#### [Work to be completed]
List each line of the data that holds the string "NullValues".

#### [Available data]

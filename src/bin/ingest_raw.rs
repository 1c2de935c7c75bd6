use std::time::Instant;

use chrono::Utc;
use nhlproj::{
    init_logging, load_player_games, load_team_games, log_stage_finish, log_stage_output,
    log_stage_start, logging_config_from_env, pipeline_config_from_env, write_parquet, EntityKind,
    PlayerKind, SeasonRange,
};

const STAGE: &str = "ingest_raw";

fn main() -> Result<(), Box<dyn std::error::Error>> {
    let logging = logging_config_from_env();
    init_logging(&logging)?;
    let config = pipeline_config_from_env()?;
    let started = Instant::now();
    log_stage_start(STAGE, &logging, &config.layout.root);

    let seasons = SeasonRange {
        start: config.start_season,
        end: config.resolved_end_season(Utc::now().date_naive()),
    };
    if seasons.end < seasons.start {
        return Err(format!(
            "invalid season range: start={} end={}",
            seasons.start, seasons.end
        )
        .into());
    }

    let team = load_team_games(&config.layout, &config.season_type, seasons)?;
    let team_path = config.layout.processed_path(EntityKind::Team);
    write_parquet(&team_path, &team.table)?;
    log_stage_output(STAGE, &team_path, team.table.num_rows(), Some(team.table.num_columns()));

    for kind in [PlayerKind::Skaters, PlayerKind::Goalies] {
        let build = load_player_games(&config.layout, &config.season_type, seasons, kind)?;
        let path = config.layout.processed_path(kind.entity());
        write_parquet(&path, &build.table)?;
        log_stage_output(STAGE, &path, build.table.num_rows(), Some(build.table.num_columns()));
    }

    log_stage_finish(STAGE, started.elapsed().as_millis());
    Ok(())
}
---
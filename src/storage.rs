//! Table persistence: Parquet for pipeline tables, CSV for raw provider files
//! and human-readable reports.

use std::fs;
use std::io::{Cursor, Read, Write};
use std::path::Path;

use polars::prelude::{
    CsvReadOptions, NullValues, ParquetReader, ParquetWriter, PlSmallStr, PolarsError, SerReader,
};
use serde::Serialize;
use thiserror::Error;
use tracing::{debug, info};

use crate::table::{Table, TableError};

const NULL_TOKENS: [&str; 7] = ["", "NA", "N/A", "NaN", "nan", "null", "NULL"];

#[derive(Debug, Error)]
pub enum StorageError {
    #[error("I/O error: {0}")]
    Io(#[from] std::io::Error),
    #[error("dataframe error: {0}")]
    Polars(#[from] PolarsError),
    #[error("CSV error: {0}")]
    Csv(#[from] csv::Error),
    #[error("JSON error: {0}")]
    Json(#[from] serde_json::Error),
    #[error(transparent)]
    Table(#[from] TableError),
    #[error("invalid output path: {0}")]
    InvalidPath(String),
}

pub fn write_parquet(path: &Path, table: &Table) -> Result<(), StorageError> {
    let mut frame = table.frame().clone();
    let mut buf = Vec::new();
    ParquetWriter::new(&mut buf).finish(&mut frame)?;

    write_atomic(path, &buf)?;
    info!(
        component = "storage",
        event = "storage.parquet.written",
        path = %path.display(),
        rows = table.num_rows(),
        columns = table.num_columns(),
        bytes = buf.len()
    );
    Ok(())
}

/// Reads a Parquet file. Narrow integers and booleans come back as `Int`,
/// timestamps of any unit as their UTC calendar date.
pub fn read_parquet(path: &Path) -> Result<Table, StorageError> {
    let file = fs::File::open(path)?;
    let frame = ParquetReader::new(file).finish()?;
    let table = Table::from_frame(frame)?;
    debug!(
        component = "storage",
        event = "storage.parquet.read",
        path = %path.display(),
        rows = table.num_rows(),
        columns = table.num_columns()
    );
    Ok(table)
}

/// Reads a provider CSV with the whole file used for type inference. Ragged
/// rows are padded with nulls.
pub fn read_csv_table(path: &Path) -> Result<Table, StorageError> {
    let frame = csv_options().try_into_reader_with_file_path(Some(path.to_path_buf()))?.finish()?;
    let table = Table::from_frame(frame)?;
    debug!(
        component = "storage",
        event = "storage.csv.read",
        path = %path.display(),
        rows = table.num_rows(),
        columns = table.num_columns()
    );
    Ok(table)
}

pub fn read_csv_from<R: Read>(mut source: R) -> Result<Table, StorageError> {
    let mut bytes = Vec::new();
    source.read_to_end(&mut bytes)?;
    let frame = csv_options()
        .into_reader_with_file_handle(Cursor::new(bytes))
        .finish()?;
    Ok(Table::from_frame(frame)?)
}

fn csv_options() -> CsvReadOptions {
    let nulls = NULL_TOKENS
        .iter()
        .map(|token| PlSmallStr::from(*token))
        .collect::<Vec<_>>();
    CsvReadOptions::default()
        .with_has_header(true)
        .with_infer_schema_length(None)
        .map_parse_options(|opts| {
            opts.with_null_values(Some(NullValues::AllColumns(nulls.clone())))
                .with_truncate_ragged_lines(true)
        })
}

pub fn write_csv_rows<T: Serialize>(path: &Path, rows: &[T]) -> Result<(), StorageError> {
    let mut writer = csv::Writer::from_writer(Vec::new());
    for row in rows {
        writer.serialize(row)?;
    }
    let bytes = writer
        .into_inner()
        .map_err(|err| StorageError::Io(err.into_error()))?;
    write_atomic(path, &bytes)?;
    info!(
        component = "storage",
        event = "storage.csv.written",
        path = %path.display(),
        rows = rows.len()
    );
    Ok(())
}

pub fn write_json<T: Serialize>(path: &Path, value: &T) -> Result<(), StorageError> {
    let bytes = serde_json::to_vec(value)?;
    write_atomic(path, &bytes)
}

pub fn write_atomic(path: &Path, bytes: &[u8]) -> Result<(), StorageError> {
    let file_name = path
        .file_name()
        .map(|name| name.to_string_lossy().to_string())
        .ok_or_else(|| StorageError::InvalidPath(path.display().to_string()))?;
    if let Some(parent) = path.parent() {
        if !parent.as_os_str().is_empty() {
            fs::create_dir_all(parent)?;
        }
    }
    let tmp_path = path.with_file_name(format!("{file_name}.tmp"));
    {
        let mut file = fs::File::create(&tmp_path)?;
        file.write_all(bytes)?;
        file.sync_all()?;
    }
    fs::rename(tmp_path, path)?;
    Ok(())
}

#### [Problem solution]
    CsvReadOptions, NullValues, ParquetReader, ParquetWriter, PlSmallStr, PolarsError, SerReader,
            opts.with_null_values(Some(NullValues::AllColumns(nulls.clone())))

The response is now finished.